Donanma Komutanlığı'ndaki darbe girişimi davası
FETÖ'nün darbe girişimi sırasında Donanma Komutanlığı'ndaki eylemlere ilişkin 51'i tutuklu, 11'i firari 92 sanığın yargılanmasına devam edildi - Tutuklu sanık Kurmay Yarbay Metin:- "Tuğamiral Ayhan Bay, gemi komutanımızı aramış. Genelkurmay Başkanı ve Den
KOCAELİ (AA) - Fetullahçı Terör Örgütü'nün (FETÖ) 15 Temmuz darbe girişimi sırasında Donanma Komutanlığı'ndaki eylemlere ilişkin 51'i tutuklu, 11'i firari 92 sanığın yargılanmasına devam edildi.
Kocaeli 5. Ağır Ceza Mahkemesi'nce Kocaeli Kapalı Ceza İnfaz Kurumları Yerleşkesi'ndeki 250 kişi kapasiteli salonda görülen duruşmaya, tutuklu, tutuksuz sanıklar, avukatları ve yakınları katıldı.
Duruşmada, müdahil olarak Başbakanlık avukatı Halit Çokan da hazır bulundu.
Duruşmada, darbe girişimi sırasında TCG Yavuz Savaş Gemisi'nin 2. Komutanı görevinde bulunan Kurmay Yarbay Meftun Metin, savunmasının ardından çapraz sorguya alındı.
- "Donanma Komutanı'na silah doğrultmadım"
Mahkeme Heyeti Başkanı'nın, "Donanma Komutanı Kösele'nin etkisiz hale getirilmesini önceden mi planladınız?" sorusuna Metin, "Kösele'nin, gemiye binmeden 3 dakika önce darbeci olduğunu öğrendik. Tuğamiral Ayhan Bay, gemi komutanımızı aramış. Genelkurmay Başkanı ve Deniz Kuvvetleri Komutanı'ndan emir aldığını, Donanma Komutanı Kösele ile Komodor Levent Uça'nın etkisiz hale getirilmesi direktifini vermiş. Biz de bu emri uyguladık. Amacımız, Kösele ve Uça'yı kamaraya kilitlemekti. Onları zorlamadım, silahla tehdit etmedim." yanıtını verdi.

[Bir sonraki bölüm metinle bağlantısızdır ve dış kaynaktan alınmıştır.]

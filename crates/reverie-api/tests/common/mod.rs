//! Shared test helpers for API integration tests.
#![allow(dead_code)]

use axum::Router;
use axum::body::Body;
use axum::http::{Request, StatusCode};
use http_body_util::BodyExt;
use reverie_api::state::AppState;
use reverie_content::{Script, build_catalog};
use reverie_stage::StageConfig;
use reverie_stage::application::stage::DEFAULT_VIEWPORT;
use tower::ServiceExt;

/// Script with one scene of each kind, small enough to walk end to end.
pub const SHORT_SCRIPT: &str = r"
scenes:
  - { id: intro, kind: title_card, title: Hello, subtitle: Press A, scored: true }
  - id: quiz
    kind: choice
    title: Quiz
    prompt: Pick the cake
    options: [Email, Cake]
    correct: 1
    scored: true
  - { id: outro, kind: finale, title: Bye }
";

/// Launches a reduced-motion stage over `yaml` and waits until the first
/// scene is mounted.
pub async fn launch(yaml: &str) -> AppState {
    let catalog = build_catalog(&Script::from_yaml(yaml).unwrap()).unwrap();
    let config = StageConfig {
        reduced_motion: true,
        ..StageConfig::default()
    };
    let mut state = AppState::launch(catalog, config, DEFAULT_VIEWPORT);
    state
        .snapshot
        .wait_for(|s| s.current_scene.is_some())
        .await
        .unwrap();
    state
}

/// Build the full app router over a running stage. Uses the same route
/// structure as `main.rs`.
pub fn build_test_app(state: AppState) -> Router {
    reverie_api::app(state)
}

/// Waits until the stage publishes a snapshot on `scene`.
pub async fn wait_for_scene(state: &AppState, scene: &str) {
    let mut snapshot = state.snapshot.clone();
    snapshot
        .wait_for(|s| s.current_scene.as_ref().is_some_and(|id| id.as_str() == scene))
        .await
        .unwrap();
}

/// Send a POST request with an optional JSON body and return the response.
pub async fn post_json(
    app: Router,
    uri: &str,
    body: Option<&serde_json::Value>,
) -> (StatusCode, serde_json::Value) {
    let body = body.map_or_else(Body::empty, |b| Body::from(serde_json::to_vec(b).unwrap()));
    let request = Request::builder()
        .method("POST")
        .uri(uri)
        .header("content-type", "application/json")
        .body(body)
        .unwrap();

    let response = app.oneshot(request).await.unwrap();
    let status = response.status();
    let body_bytes = response.into_body().collect().await.unwrap().to_bytes();
    let json: serde_json::Value = serde_json::from_slice(&body_bytes).unwrap();

    (status, json)
}

/// Send a GET request and return the response.
pub async fn get_json(app: Router, uri: &str) -> (StatusCode, serde_json::Value) {
    let request = Request::builder()
        .method("GET")
        .uri(uri)
        .body(Body::empty())
        .unwrap();

    let response = app.oneshot(request).await.unwrap();
    let status = response.status();
    let body_bytes = response.into_body().collect().await.unwrap().to_bytes();
    let json: serde_json::Value = serde_json::from_slice(&body_bytes).unwrap();

    (status, json)
}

Başbakanlık avukatı Çokan'ın, "Gemi personeline, 'Arkadaşlar, endişe edilecek bir durum yok. Birbirimize kenetlenmeliyiz. Ailelerinizi telefonla arayın, polis ve askerlerin olduğu yerden uzak dursunlar.' demişsin. Gemiye sabotaj tehditi olduğunu söylediğin halde, neden aileleri asker ve polisin olduğu yerlerden uzak durun şeklinde uyarmalarını istedin. Darbe olduğunu biliyor muyudun?" sorusu üzerine Metin, "Gemi personelinin aileleri merak ve endişe içinde olabilirler diye düşündüm. O yüzden böyle bir konuşma yaptım." dedi.
Çokan, "Donanma Komutanı Veysel Kösele'yi darbeci olduğunu düşündüğün için alıkoyarak kamaraya kilitlediğini söylüyorsun ama neden soruşturma safhasındaki ifadelerinde buna değinmedin?" şeklindeki soruyu ise Metin, "Ben söyleyip söylemediğimi hatırlamıyorum ama Kösele'yi darbeci olduğunu sandığımız için kamaraya kilitledik." şeklinde cevapladı.
Sanık avukatı Lale Beşe, müvekkilinin sadece emirleri uyguladığını, darbeci ve darbe yanlısı olmadığını savunarak tahliyesini talep etti.
- Sanık Kurmay Binbaşı Dalkıran
Daha sonra, darbe girişimi sırasında TCG Yavuz Savaş Gemisi Harekat Subayı olarak görev yapan Kurmay Binbaşı Fatih Dalkıran savunma yaptı.
Tutuklu sanık Dalkıran, darbeci Tuğamiral Ayhan Bay tarafından Gemi Komutanı Sezayi Özgür Öztürk'e verilen ve gemideki kurallara aykırı tüm emir ve talimatları sorgulamadan uyguladığı, darbecilerle hareket ettiği, Öztürk ve diğer şüphelilerle Donanma Komutanı Kösele ve Komodor Uça'nın kamaraya kapatılarak etkisiz hale getirilmesi, kamaranın kapısının açılmayacak şekilde dışarıdan bağlanması, yine silah zoruyla Donanma Komutanı'nın emir astsubayı Yalçın Gül'ün ve koruma astsubayı Ebubekir Öztürk'ün silahla 2 kez ateş edilerek etkisiz hale getirilerek Donanma Komutanı'nın bulunduğu kamaranın kapısına kelepçelenmesi ve başında nöbet tutulması eylemlerine katıldığı yönündeki iddiaları kabul etmedi.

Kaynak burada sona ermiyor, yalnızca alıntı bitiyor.